Bluefield sells half of solar portfolio to GLIL Infrastructure
Bluefield Solar Income (BSIF ) has sold half of a 112-megawatt portfolio of nine assets to GLIL Infrastructure in the second phase of its partnership with the group of pension funds.
The sale, in line with BSIF’s 31 March valuation, enables the £795m investment company to raise cash to repay some of its £184m overdraft and invest in its development pipeline of new projects.
The 8%-yielder also has long-term debt of £423m, bringing total borrowings to £607m, or 43% of gross asset value.

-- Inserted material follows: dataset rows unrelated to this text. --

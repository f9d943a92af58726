//! Rough-road segmentation — RMS of the residual z-score over stable,
//! geolocated stretches of a trip, binned onto a ~40 m grid.
//!
//! Only windows the stability classifier trusts contribute: a handheld
//! phone shaking in a cup holder should not mark a road as rough.

use std::collections::BTreeMap;

use chrono::{DateTime, Utc};

use crate::geo::{cell_digest, cell_edge_deg, cell_key, grid_cell};
use crate::stats::{nan_mean, nan_rms};
use crate::types::{RoughSegment, SampleRow, WindowClass};

/// Roughness grid edge, meters.
pub const CELL_EDGE_M: f64 = 40.0;

/// Maximum stability for a sample to count toward roughness.
pub const MAX_STABILITY: f64 = 0.4;

/// Minimum samples per cell before a segment is emitted.
pub const MIN_CELL_SAMPLES: usize = 10;

/// Build rough-road segments from the per-sample table and z-score series.
pub fn segment(rows: &[SampleRow], z: &[f64], classes: &[WindowClass]) -> Vec<RoughSegment> {
    let edge = cell_edge_deg(CELL_EDGE_M);

    let mut by_cell: BTreeMap<(i64, i64), Vec<usize>> = BTreeMap::new();
    for (i, row) in rows.iter().enumerate() {
        if !row.has_fix() || classes[i].stability > MAX_STABILITY {
            continue;
        }
        if let (Some(lat), Some(lon)) = (row.lat, row.lon) {
            by_cell.entry(grid_cell(lat, lon, edge)).or_default().push(i);
        }
    }

    by_cell
        .into_iter()
        .filter(|(_, idxs)| idxs.len() >= MIN_CELL_SAMPLES)
        .map(|(cell, idxs)| {
            let lats: Vec<f64> = idxs.iter().filter_map(|&i| rows[i].lat).collect();
            let lons: Vec<f64> = idxs.iter().filter_map(|&i| rows[i].lon).collect();
            let zs: Vec<f64> = idxs.iter().map(|&i| z[i]).collect();
            let last_ts = idxs
                .iter()
                .map(|&i| rows[i].ts)
                .max()
                .unwrap_or(DateTime::<Utc>::MIN_UTC);

            RoughSegment {
                segment_id: cell_digest(&cell_key(cell)),
                lat: nan_mean(&lats),
                lon: nan_mean(&lons),
                roughness: nan_rms(&zs),
                rough_windows: idxs.len() as i64,
                last_ts,
            }
        })
        .collect()
}

#[cfg(test)]
mod tests {
    use super::*;
    use crate::types::MountState;
    use chrono::{Duration, TimeZone, Utc};

    fn row(lat: f64, lon: f64, ms: i64) -> SampleRow {
        let t0 = Utc.with_ymd_and_hms(2026, 7, 1, 10, 0, 0).single().expect("ts");
        SampleRow {
            ts: t0 + Duration::milliseconds(ms),
            lat: Some(lat),
            lon: Some(lon),
            speed: Some(10.0),
            accel: [0.0, 0.0, 9.8],
            gyro: [0.0; 3],
        }
    }

    fn stable(n: usize) -> Vec<WindowClass> {
        vec![
            WindowClass {
                stability: 0.1,
                mount: MountState::Mounted,
            };
            n
        ]
    }

    #[test]
    fn emits_segment_for_a_populated_cell() {
        let rows: Vec<SampleRow> = (0..20).map(|i| row(33.8886, 35.4955, i * 20)).collect();
        let z = vec![2.0; 20];
        let segments = segment(&rows, &z, &stable(20));
        assert_eq!(segments.len(), 1);
        assert!((segments[0].roughness - 2.0).abs() < 1e-9);
        assert_eq!(segments[0].rough_windows, 20);
        assert_eq!(segments[0].segment_id.len(), 40);
    }

    #[test]
    fn sparse_cells_are_dropped() {
        let rows: Vec<SampleRow> = (0..5).map(|i| row(33.8886, 35.4955, i * 20)).collect();
        let z = vec![2.0; 5];
        assert!(segment(&rows, &z, &stable(5)).is_empty());
    }

    #[test]
    fn unstable_windows_do_not_contribute() {
        let rows: Vec<SampleRow> = (0..20).map(|i| row(33.8886, 35.4955, i * 20)).collect();
        let z = vec![2.0; 20];
        let shaky = vec![
            WindowClass {
                stability: 0.8,
                mount: MountState::Handheld,
            };
            20
        ];
        assert!(segment(&rows, &z, &shaky).is_empty());
    }

    #[test]
    fn rows_without_fix_are_excluded() {
        let mut rows: Vec<SampleRow> = (0..20).map(|i| row(33.8886, 35.4955, i * 20)).collect();
        for r in rows.iter_mut().take(15) {
            r.lat = None;
        }
        let z = vec![2.0; 20];
        // only 5 geolocated rows remain — below the cell minimum
        assert!(segment(&rows, &z, &stable(20)).is_empty());
    }

    #[test]
    fn nan_z_values_are_skipped_in_rms() {
        let rows: Vec<SampleRow> = (0..12).map(|i| row(33.8886, 35.4955, i * 20)).collect();
        let mut z = vec![3.0; 12];
        z[0] = f64::NAN;
        let segments = segment(&rows, &z, &stable(12));
        assert_eq!(segments.len(), 1);
        assert!((segments[0].roughness - 3.0).abs() < 1e-9);
    }
}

In December, Bluefield bought a 9% stake in a 247MW portfolio of assets alongside GLIL Infrastructure, which owns the remainder. GLIL comprises Local Pensions Partnership Investments, Greater Manchester Pension Fund, Merseyside Pension Fund, West Yorkshire Pension Fund and Nest, and has a £3 billion portfolio of infrastructure assets.
Bluefield flagged then it would sell half its stake in an asset to raise capital as the second phase, while the third phase will see the pair commit capital to its investment pipeline, assuming market conditions are supportive.
The identified development assets are expected to be connected to the grid within the next 12 months, Bluefield said.
The company reiterated its guidance in delivering its raised full-year dividend of 8.80p per share for the period ending 30 June 2024, an increase on the 8.60p paid out in the previous year.
‘We are delighted to announce a landmark transaction for the sector in the completion of the second phase of the company’s strategic partnership with GLIL, providing a significant source of capital for BSIF while validating the company’s net asset value (NAV) through this endorsement from an institutional investor of the highest calibre,’ said chair John Scott.
BSIF shares were steady at 108p at 20% below NAV of 133.9p. The wide discount prompted the board to launch a £20m buyback programme at the end of February.
JPMorgan Cazenove analyst Christopher Brown said the sale was a positive development but he would have preferred to have seen the proceeds entirely used to pay down the revolving credit facility, which would still be £114m drawn. He maintained a ‘neutral’ rating.